WHAT IS NEEDED:
If a line in the entries below contains "thiserror", copy it.

Saved data entries

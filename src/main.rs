// ==========================================
// ModCon 内容规划系统 - 命令行入口
// ==========================================
// 用途: 读取计划快照 -> 输出范围分析 JSON -> （可选）导出平台数据源
// ==========================================

use std::path::PathBuf;
use std::process::ExitCode;

use anyhow::{anyhow, Context};
use clap::Parser;
use modcon_planner::app::{get_default_config_db_path, AppState};
use modcon_planner::domain::{FeedStructure, PlanSnapshot};
use modcon_planner::{i18n, logging};
use tracing::{error, info, warn};

#[derive(Parser, Debug)]
#[command(author, version, about = "ModCon 决策与范围分析", long_about = None)]
struct Cli {
    /// 计划快照 JSON 文件（catalog / matrix / decisioning / audiences / placements）
    snapshot: PathBuf,

    /// 数据源结构 JSON 文件; 给出时导出数据源
    #[arg(long)]
    feed_structure: Option<PathBuf>,

    /// 导出目录
    #[arg(long, default_value = "./exports")]
    out_dir: PathBuf,

    /// 活动名称（用于导出文件名）
    #[arg(long, default_value = "campaign")]
    campaign: String,

    /// 配置数据库路径
    #[arg(long, env = "MODCON_CONFIG_DB_PATH")]
    config_db: Option<String>,

    /// 提示信息语言（zh-CN / en）
    #[arg(long, env = "MODCON_LOCALE", default_value = "zh-CN")]
    locale: String,
}

#[tokio::main]
async fn main() -> ExitCode {
    logging::init();
    let cli = Cli::parse();

    info!("ModCon 内容规划系统 v{}", modcon_planner::VERSION);

    match run(cli).await {
        Ok(()) => ExitCode::SUCCESS,
        Err(e) => {
            error!(error = %format!("{:#}", e), "运行失败");
            ExitCode::FAILURE
        }
    }
}

async fn run(cli: Cli) -> anyhow::Result<()> {
    let locale = i18n::set_locale(&cli.locale);
    if locale != cli.locale {
        warn!(requested = %cli.locale, applied = locale, "提示语言不受支持，已回退");
    }

    let raw = tokio::fs::read_to_string(&cli.snapshot)
        .await
        .with_context(|| format!("无法读取快照文件 {}", cli.snapshot.display()))?;
    let snapshot: PlanSnapshot = serde_json::from_str(&raw).context("快照 JSON 无效")?;

    let db_path = cli.config_db.unwrap_or_else(get_default_config_db_path);
    let state = AppState::new(db_path, snapshot, None).map_err(anyhow::Error::msg)?;

    // 分析完成后释放工作区锁，导出只使用快照副本
    let export_snapshot = {
        let mut workspace = state
            .workspace
            .lock()
            .map_err(|e| anyhow!("工作区锁获取失败: {}", e))?;
        let analysis = workspace.analysis();

        for notice in analysis
            .reuse
            .warnings
            .iter()
            .chain(&analysis.complexity.factors)
            .chain(&analysis.rule_set.issues)
        {
            warn!(code = %notice.code, "{}", notice.message());
        }
        println!("{}", serde_json::to_string_pretty(analysis)?);
        workspace.snapshot()
    };

    let Some(structure_path) = cli.feed_structure else {
        return Ok(());
    };
    let raw = tokio::fs::read_to_string(&structure_path)
        .await
        .with_context(|| format!("无法读取数据源结构文件 {}", structure_path.display()))?;
    let structure: FeedStructure = serde_json::from_str(&raw).context("数据源结构 JSON 无效")?;

    let (path, export) = state
        .export_api
        .write_feed_export(export_snapshot, &structure, &cli.campaign, &cli.out_dir)
        .await?;

    for notice in export.generation_warnings.iter().chain(&export.validation.issues) {
        warn!(code = %notice.code, "{}", notice.message());
    }
    info!(
        path = %path.display(),
        rows = export.row_count,
        valid = export.validation.is_valid,
        "数据源已导出"
    );

    Ok(())
}
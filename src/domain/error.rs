// ==========================================
// ModCon 内容规划系统 - 领域层错误类型
// ==========================================
// 工具: thiserror 派生宏
// 说明: 所有错误必须指明出错的实体（模块/变体/单元格/规则/条件）
// ==========================================

use crate::domain::types::{ConditionType, Operator};
use thiserror::Error;

/// 条件构造错误（规则编写阶段即失败，不做静默转换）
#[derive(Error, Debug, Clone, PartialEq)]
pub enum ConditionError {
    #[error("条件 {condition_type} {operator}: 运算符只接受单个值，但给出了列表")]
    ListForScalarOperator {
        condition_type: ConditionType,
        operator: Operator,
    },

    #[error("条件 {condition_type} {operator}: 运算符要求列表值")]
    ScalarForListOperator {
        condition_type: ConditionType,
        operator: Operator,
    },

    #[error("条件 {condition_type} {operator}: 运算符要求数值，实际为 {found}")]
    NonNumericForOrdinalOperator {
        condition_type: ConditionType,
        operator: Operator,
        found: String,
    },

    #[error("条件 {condition_type} {operator}: 列表值不能为空")]
    EmptyList {
        condition_type: ConditionType,
        operator: Operator,
    },

    #[error("条件 {condition_type}: 值 {value} 不是合法取值 ({reason})")]
    InvalidEnumValue {
        condition_type: ConditionType,
        value: String,
        reason: String,
    },

    #[error("条件 {condition_type}: 不支持的值类型 {found}")]
    UnsupportedValue {
        condition_type: ConditionType,
        found: String,
    },

    #[error("条件 custom: 必须指定 field")]
    MissingCustomField,
}

/// 领域模型变更错误
#[derive(Error, Debug, Clone, PartialEq)]
pub enum ModelError {
    // ===== 模块目录 =====
    #[error("模块已存在: module_id={0}")]
    DuplicateModule(String),

    #[error("模块不存在: module_id={0}")]
    ModuleNotFound(String),

    #[error("变体已存在: module_id={module_id}, variation_id={variation_id}")]
    DuplicateVariation {
        module_id: String,
        variation_id: String,
    },

    #[error("变体不存在: module_id={module_id}, variation_id={variation_id}")]
    VariationNotFound {
        module_id: String,
        variation_id: String,
    },

    // ===== 范围矩阵 =====
    #[error("单元格已存在: cell_id={0}")]
    DuplicateCell(String),

    #[error("单元格不存在: cell_id={0}")]
    CellNotFound(String),

    #[error("单元格 {cell_id} 的计划变体数必须 ≥ 1，实际为 {count}")]
    InvalidVariantCount { cell_id: String, count: u32 },

    // ===== 决策规则 =====
    #[error("规则已存在: rule_id={0}")]
    DuplicateRule(String),

    #[error("规则不存在: rule_id={0}")]
    RuleNotFound(String),

    #[error("规则 {rule_id} 至少需要一个条件")]
    EmptyConditions { rule_id: String },

    #[error("规则 {rule_id} 第 {index} 个条件无效: {source}")]
    MalformedCondition {
        rule_id: String,
        index: usize,
        #[source]
        source: ConditionError,
    },

    #[error("规则 {rule_id} JSON 无法解析: {message}")]
    InvalidRuleJson { rule_id: String, message: String },

    // ===== 受众/投放位 =====
    #[error("受众已存在: audience_id={0}")]
    DuplicateAudience(String),

    #[error("受众不存在: audience_id={0}")]
    AudienceNotFound(String),

    #[error("投放位已存在: placement_id={0}")]
    DuplicatePlacement(String),

    #[error("投放位不存在: placement_id={0}")]
    PlacementNotFound(String),
}
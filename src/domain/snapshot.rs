// ==========================================
// ModCon 内容规划系统 - 计划快照
// ==========================================
// 职责: 引擎输入的显式快照 (目录 + 矩阵 + 规则 + 受众/投放位列表)
// 约束: 引擎只读快照; 导出前先取快照，不观察后续变更
// 约束: 反序列化时受众/投放位 id 必须唯一
// ==========================================

use crate::domain::decision::DecisioningLogic;
use crate::domain::error::ModelError;
use crate::domain::feed::{AudienceRef, PlacementRef};
use crate::domain::matrix::ContentMatrix;
use crate::domain::module::ModuleCatalog;
use serde::{Deserialize, Serialize};
use std::collections::HashSet;

#[derive(Debug, Clone, Default, PartialEq, Serialize, Deserialize)]
#[serde(try_from = "RawPlanSnapshot")]
pub struct PlanSnapshot {
    #[serde(default)]
    pub catalog: ModuleCatalog,
    #[serde(default)]
    pub matrix: ContentMatrix,
    #[serde(default)]
    pub decisioning: DecisioningLogic,
    #[serde(default)]
    pub audiences: Vec<AudienceRef>,
    #[serde(default)]
    pub placements: Vec<PlacementRef>,
}

impl PlanSnapshot {
    pub fn new() -> Self {
        Self::default()
    }

    pub fn find_audience(&self, audience_id: &str) -> Option<&AudienceRef> {
        self.audiences.iter().find(|a| a.id == audience_id)
    }

    pub fn find_placement(&self, placement_id: &str) -> Option<&PlacementRef> {
        self.placements.iter().find(|p| p.id == placement_id)
    }
}

#[derive(Deserialize)]
struct RawPlanSnapshot {
    #[serde(default)]
    catalog: ModuleCatalog,
    #[serde(default)]
    matrix: ContentMatrix,
    #[serde(default)]
    decisioning: DecisioningLogic,
    #[serde(default)]
    audiences: Vec<AudienceRef>,
    #[serde(default)]
    placements: Vec<PlacementRef>,
}

impl TryFrom<RawPlanSnapshot> for PlanSnapshot {
    type Error = ModelError;

    fn try_from(raw: RawPlanSnapshot) -> Result<Self, Self::Error> {
        if let Some(id) = first_duplicate(raw.audiences.iter().map(|a| a.id.as_str())) {
            return Err(ModelError::DuplicateAudience(id));
        }
        if let Some(id) = first_duplicate(raw.placements.iter().map(|p| p.id.as_str())) {
            return Err(ModelError::DuplicatePlacement(id));
        }

        Ok(Self {
            catalog: raw.catalog,
            matrix: raw.matrix,
            decisioning: raw.decisioning,
            audiences: raw.audiences,
            placements: raw.placements,
        })
    }
}

fn first_duplicate<'a>(ids: impl Iterator<Item = &'a str>) -> Option<String> {
    let mut seen = HashSet::new();
    for id in ids {
        if !seen.insert(id) {
            return Some(id.to_string());
        }
    }
    None
}

#[cfg(test)]
mod tests {
    use super::*;
    use serde_json::json;

    #[test]
    fn test_deserialize_keeps_unique_references() {
        let snapshot: PlanSnapshot = serde_json::from_value(json!({
            "audiences": [{"id": "a1", "name": "A"}, {"id": "a2", "name": "B"}],
            "placements": [{"id": "p1", "name": "Banner"}]
        }))
        .unwrap();
        assert_eq!(snapshot.find_audience("a2").unwrap().name, "B");
        assert!(snapshot.find_placement("p1").is_some());
        assert!(snapshot.matrix.is_empty());
    }
}
fn parse_number(
    condition_type: ConditionType,
    operator: Operator,
    value: &Value,
) -> Result<ConditionValue, ConditionError> {
    let parsed = match value {
        Value::Number(n) => n.as_f64(),
        Value::String(s) => s.trim().parse::<f64>().ok(),
        Value::Array(_) => {
            return Err(ConditionError::ListForScalarOperator {
                condition_type,
                operator,
            })
        }
        _ => None,
    };
    match parsed {
        Some(n) if n.is_finite() => Ok(ConditionValue::Number(n)),
        _ => Err(ConditionError::NonNumericForOrdinalOperator {
            condition_type,
            operator,
            found: value.to_string(),
        }),
    }
}

fn typed_scalar(condition_type: ConditionType, s: String) -> Result<ConditionValue, ConditionError> {
    match condition_type {
        ConditionType::FunnelStage => s
            .parse::<FunnelStage>()
            .map(ConditionValue::Stage)
            .map_err(|reason| ConditionError::InvalidEnumValue {
                condition_type,
                value: s,
                reason,
            }),
        ConditionType::Daypart => s
            .parse::<Daypart>()
            .map(ConditionValue::Daypart)
            .map_err(|reason| ConditionError::InvalidEnumValue {
                condition_type,
                value: s,
                reason,
            }),
        _ => Ok(ConditionValue::Text(s)),
    }
}

fn typed_list(condition_type: ConditionType, items: Vec<String>) -> Result<ConditionValue, ConditionError> {
    match condition_type {
        ConditionType::FunnelStage => items
            .into_iter()
            .map(|s| {
                s.parse::<FunnelStage>()
                    .map_err(|reason| ConditionError::InvalidEnumValue {
                        condition_type,
                        value: s,
                        reason,
                    })
            })
            .collect::<Result<Vec<_>, _>>()
            .map(ConditionValue::StageSet),
        ConditionType::Daypart => items
            .into_iter()
            .map(|s| {
                s.parse::<Daypart>()
                    .map_err(|reason| ConditionError::InvalidEnumValue {
                        condition_type,
                        value: s,
                        reason,
                    })
            })
            .collect::<Result<Vec<_>, _>>()
            .map(ConditionValue::DaypartSet),
        _ => Ok(ConditionValue::TextSet(items)),
    }
}

fn json_kind(value: &Value) -> &'static str {
    match value {
        Value::Null => "null",
        Value::Bool(_) => "bool",
        Value::Number(_) => "number",
        Value::String(_) => "string",
        Value::Array(_) => "array",
        Value::Object(_) => "object",
    }
}

// ==========================================
// VariationRef / RuleAction
// ==========================================

/// (module_id, variation_id) 弱引用
#[derive(Debug, Clone, PartialEq, Eq, Hash, Serialize, Deserialize)]
pub struct VariationRef {
    pub module_id: String,
    pub variation_id: String,
}

impl VariationRef {
    pub fn new(module_id: impl Into<String>, variation_id: impl Into<String>) -> Self {
        Self {
            module_id: module_id.into(),
            variation_id: variation_id.into(),
        }
    }
}

/// 规则命中后展示的内容
#[derive(Debug, Clone, PartialEq, Eq, Serialize, Deserialize)]
pub struct RuleAction {
    pub module_type: ModuleType,
    pub module_id: String,
    pub variation_id: String,
}

impl RuleAction {
    pub fn target(&self) -> VariationRef {
        VariationRef::new(self.module_id.clone(), self.variation_id.clone())
    }
}

// ==========================================
// DecisionRule - 决策规则
// ==========================================
pub const DEFAULT_RULE_PRIORITY: i32 = 100;

#[derive(Debug, Clone, PartialEq, Serialize, Deserialize)]
#[serde(try_from = "RawRule")]
pub struct DecisionRule {
    pub id: String,
    pub name: String,
    #[serde(skip_serializing_if = "Option::is_none")]
    pub description: Option<String>,
    /// 越小越先评估
    pub priority: i32,
    pub conditions: Vec<DecisionCondition>,
    pub condition_logic: ConditionLogic,
    pub action: RuleAction,
    pub is_active: bool,
}

/// 规则编辑器提交的原始格式（条件尚未校验）
#[derive(Debug, Clone, Deserialize)]
pub struct RawRule {
    pub id: String,
    #[serde(default)]
    pub name: String,
    #[serde(default)]
    pub description: Option<String>,
    #[serde(default = "default_priority")]
    pub priority: i32,
    #[serde(default)]
    pub conditions: Vec<RawCondition>,
    #[serde(default)]
    pub condition_logic: ConditionLogic,
    pub action: RuleAction,
    #[serde(default = "default_active")]
    pub is_active: bool,
}

fn default_priority() -> i32 {
    DEFAULT_RULE_PRIORITY
}

fn default_active() -> bool {
    true
}

impl TryFrom<RawRule> for DecisionRule {
    type Error = ModelError;

    fn try_from(raw: RawRule) -> Result<Self, Self::Error> {
        if raw.conditions.is_empty() {
            return Err(ModelError::EmptyConditions { rule_id: raw.id });
        }
        let mut conditions = Vec::with_capacity(raw.conditions.len());
        for (index, condition) in raw.conditions.into_iter().enumerate() {
            let parsed = DecisionCondition::try_from(condition).map_err(|source| {
                ModelError::MalformedCondition {
                    rule_id: raw.id.clone(),
                    index,
                    source,
                }
            })?;
            conditions.push(parsed);
        }
        Ok(DecisionRule {
            id: raw.id,
            name: raw.name,
            description: raw.description,
            priority: raw.priority,
            conditions,
            condition_logic: raw.condition_logic,
            action: raw.action,
            is_active: raw.is_active,
        })
    }
}

impl DecisionRule {
    pub fn new(
        id: impl Into<String>,
        name: impl Into<String>,
        priority: i32,
        conditions: Vec<DecisionCondition>,
        condition_logic: ConditionLogic,
        action: RuleAction,
    ) -> Result<Self, ModelError> {
        let id = id.into();
        if conditions.is_empty() {
            return Err(ModelError::EmptyConditions { rule_id: id });
        }
        Ok(Self {
            id,
            name: name.into(),
            description: None,
            priority,
            conditions,
            condition_logic,
            action,
            is_active: true,
        })
    }

    /// 从规则编辑器的 JSON 解析规则
    pub fn from_json(value: Value) -> Result<Self, ModelError> {
        let rule_id = value
            .get("id")
            .and_then(Value::as_str)
            .unwrap_or_default()
            .to_string();
        let raw: RawRule =
            serde_json::from_value(value).map_err(|e| ModelError::InvalidRuleJson {
                rule_id,
                message: e.to_string(),
            })?;
        DecisionRule::try_from(raw)
    }
}

// ==========================================
// DecisioningLogic - 规则集 + 默认值
// ==========================================
#[derive(Debug, Clone, Default, PartialEq, Serialize, Deserialize)]
#[serde(try_from = "RawDecisioningLogic")]
pub struct DecisioningLogic {
    rules: Vec<DecisionRule>,
    defaults: BTreeMap<ModuleType, VariationRef>,
}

ANSWER FOR THIS EXERCISE:
// 工具: thiserror 派生宏
use thiserror::Error;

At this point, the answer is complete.